Jakarta Expatriate Life
Life itself in Jakarta can be pretty varied for us. The initial culture shock and excitement has worn off now and we are fully "indoctrinated". I'm afraid I have to admit that Jakarta is truly a hellhole and I can't imagine a more frustrating place to live. We will probably stick it out for a couple of years, but certainly no longer. The expat community tends to bond together well and they don't mix much with the locals. There is almost a sense of "a tour of duty" syndrome - gut it out for 2 years, make some money and leave.

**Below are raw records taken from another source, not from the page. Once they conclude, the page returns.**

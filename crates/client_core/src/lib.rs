use async_trait::async_trait;
use shared::{
    domain::{CartItem, CategoryId},
    error::FetchError,
    protocol::PaginatedEnvelope,
};

pub mod cart;
pub mod catalog_client;
pub mod navigation;
pub mod product_list;

pub use cart::{CartTotals, InMemoryCart};
pub use catalog_client::HttpCatalogClient;
pub use navigation::{NavigationHandle, NavigationSource, ParamSnapshot};
pub use product_list::{
    parse_category_id, DispatchOutcome, ListingRequest, ListingSubscription, ParamError,
    ProductListController, ViewState,
};

/// Paginated product lookups. Page indexes at this boundary are zero-based.
#[async_trait]
pub trait CatalogService: Send + Sync {
    async fn fetch_by_category(
        &self,
        page_index: u32,
        page_size: u32,
        category_id: CategoryId,
    ) -> Result<PaginatedEnvelope, FetchError>;

    async fn fetch_by_keyword(
        &self,
        page_index: u32,
        page_size: u32,
        keyword: &str,
    ) -> Result<PaginatedEnvelope, FetchError>;
}

pub trait CartService: Send + Sync {
    fn add_item(&self, item: CartItem);
}
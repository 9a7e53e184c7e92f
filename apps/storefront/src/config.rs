use std::fs;

use anyhow::{bail, Context};
use client_core::{catalog_client::DEFAULT_CATALOG_URL, product_list::DEFAULT_PAGE_SIZE};
use serde::Deserialize;
use url::Url;

pub const SETTINGS_FILE: &str = "storefront.toml";

#[derive(Debug, Clone, PartialEq, Eq)]
pub struct Settings {
    pub api_base_url: String,
    pub page_size: u32,
}

impl Default for Settings {
    fn default() -> Self {
        Self {
            api_base_url: DEFAULT_CATALOG_URL.into(),
            page_size: DEFAULT_PAGE_SIZE,
        }
    }
}

#[derive(Debug, Default, Deserialize)]
struct FileSettings {
    api_base_url: Option<String>,
    page_size: Option<u32>,
}

pub fn load_settings() -> Settings {
    let mut settings = Settings::default();

    if let Ok(raw) = fs::read_to_string(SETTINGS_FILE) {
        match apply_file_overrides(&mut settings, &raw) {
            Ok(()) => tracing::debug!(file = SETTINGS_FILE, "loaded settings file"),
            Err(err) => tracing::warn!(file = SETTINGS_FILE, %err, "ignoring settings file"),
        }
    }

    apply_env_overrides(&mut settings, |key| std::env::var(key).ok());
    settings
}

fn apply_file_overrides(settings: &mut Settings, raw: &str) -> anyhow::Result<()> {
    let file_cfg: FileSettings = toml::from_str(raw).context("invalid settings toml")?;
    if let Some(v) = file_cfg.api_base_url {
        settings.api_base_url = v;
    }
    if let Some(v) = file_cfg.page_size {
        settings.page_size = v;
    }
    Ok(())
}

fn apply_env_overrides(settings: &mut Settings, lookup: impl Fn(&str) -> Option<String>) {
    if let Some(v) = lookup("STOREFRONT_API_URL") {
        settings.api_base_url = v;
    }
    if let Some(v) = lookup("APP__API_BASE_URL") {
        settings.api_base_url = v;
    }

    if let Some(v) = lookup("APP__PAGE_SIZE") {
        if let Ok(parsed) = v.parse::<u32>() {
            settings.page_size = parsed;
        }
    }
}

pub fn validate_api_base_url(raw: &str) -> anyhow::Result<String> {
    let raw = raw.trim();
    let url = Url::parse(raw).with_context(|| format!("invalid catalog url '{raw}'"))?;
    if !matches!(url.scheme(), "http" | "https") {
        bail!(
            "catalog url '{raw}' must use http or https, not '{}'",
            url.scheme()
        );
    }
    Ok(url.as_str().trim_end_matches('/').to_string())
}

#[cfg(test)]
#[path = "tests/config_tests.rs"]
mod tests;
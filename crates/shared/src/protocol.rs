//! Paginated response shapes of the catalog REST resource.

use serde::{Deserialize, Serialize};

use crate::domain::Product;

#[derive(Debug, Clone, Default, PartialEq, Serialize, Deserialize)]
pub struct EmbeddedProducts {
    #[serde(default)]
    pub products: Vec<Product>,
}

/// Page descriptor. `number` is zero-based.
#[derive(Debug, Clone, Copy, PartialEq, Eq, Serialize, Deserialize)]
#[serde(rename_all = "camelCase")]
pub struct PageMeta {
    pub number: u32,
    pub size: u32,
    pub total_elements: u64,
    #[serde(default)]
    pub total_pages: u32,
}

/// One page of products plus its page descriptor. The server omits
/// `_embedded` entirely when the page is empty.
#[derive(Debug, Clone, PartialEq, Serialize, Deserialize)]
pub struct PaginatedEnvelope {
    #[serde(rename = "_embedded", default)]
    pub embedded: EmbeddedProducts,
    pub page: PageMeta,
}

impl PaginatedEnvelope {
    pub fn new(products: Vec<Product>, page: PageMeta) -> Self {
        Self {
            embedded: EmbeddedProducts { products },
            page,
        }
    }

    pub fn products(&self) -> &[Product] {
        &self.embedded.products
    }

    pub fn into_parts(self) -> (Vec<Product>, PageMeta) {
        (self.embedded.products, self.page)
    }
}
use std::sync::{Mutex, PoisonError};

use shared::domain::CartItem;
use tokio::sync::watch;
use tracing::info;

use crate::CartService;

#[derive(Debug, Clone, Copy, Default, PartialEq)]
pub struct CartTotals {
    pub total_price: f64,
    pub total_quantity: u32,
}

impl CartTotals {
    fn compute(items: &[CartItem]) -> Self {
        items.iter().fold(Self::default(), |totals, item| Self {
            total_price: totals.total_price + item.subtotal(),
            total_quantity: totals.total_quantity + item.quantity,
        })
    }
}

/// Cart kept in process memory. Lines are keyed by product id; adding a
/// product that is already present bumps its quantity.
pub struct InMemoryCart {
    items: Mutex<Vec<CartItem>>,
    totals: watch::Sender<CartTotals>,
}

impl InMemoryCart {
    pub fn new() -> Self {
        let (totals, _) = watch::channel(CartTotals::default());
        Self {
            items: Mutex::new(Vec::new()),
            totals,
        }
    }

    pub fn items(&self) -> Vec<CartItem> {
        self.items
            .lock()
            .unwrap_or_else(PoisonError::into_inner)
            .clone()
    }

    pub fn totals(&self) -> CartTotals {
        *self.totals.borrow()
    }

    pub fn subscribe_totals(&self) -> watch::Receiver<CartTotals> {
        self.totals.subscribe()
    }
}

impl Default for InMemoryCart {
    fn default() -> Self {
        Self::new()
    }
}

impl CartService for InMemoryCart {
    fn add_item(&self, item: CartItem) {
        let totals = {
            let mut items = self.items.lock().unwrap_or_else(PoisonError::into_inner);
            match items
                .iter_mut()
                .find(|existing| existing.product_id == item.product_id)
            {
                Some(existing) => existing.quantity += item.quantity,
                None => items.push(item),
            }
            CartTotals::compute(&items)
        };

        info!(
            total_price = totals.total_price,
            total_quantity = totals.total_quantity,
            "cart updated"
        );
        self.totals.send_replace(totals);
    }
}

Jakarta simply has to be the most filthy, dirty unhygienic city in the world. People simply drop trash all over the place leaving food to rot, paper to disintegrate and plastic to stay forever. The only form of trash organization is paying someone to collect it and throw it onto a smoldering fire/trash pit. The scenery is potentially beautiful, but is desecrated by trash. Generally you hardly ever see the sun in Jakarta itself because of the pollution. The exception to this is when it rains - the rain clears the pollution from the atmosphere and when the rain stops, you can often actually see a blue sky! There is no real environmental authorities or policies of note and everyone seems to live to survive today, without thinking about tomorrow. Cars and buses spew out constant plumes of oily, black smoke and there is no such thing as lead free petrol locally (Although the state oil company, Pertamina, does export it!) Tap water is unfit for human consumption and can't even be used for teeth brushing or washing vegetables without enormous infection risks. All water has to be bought from a distilling company. You have to be very careful when you eat out as only certain restaurants prepare their food hygienically. The local vegetables have such a high lead content that the government recently issued a statement advising people to limit their vegetable consumption to try and limit lead poisoning.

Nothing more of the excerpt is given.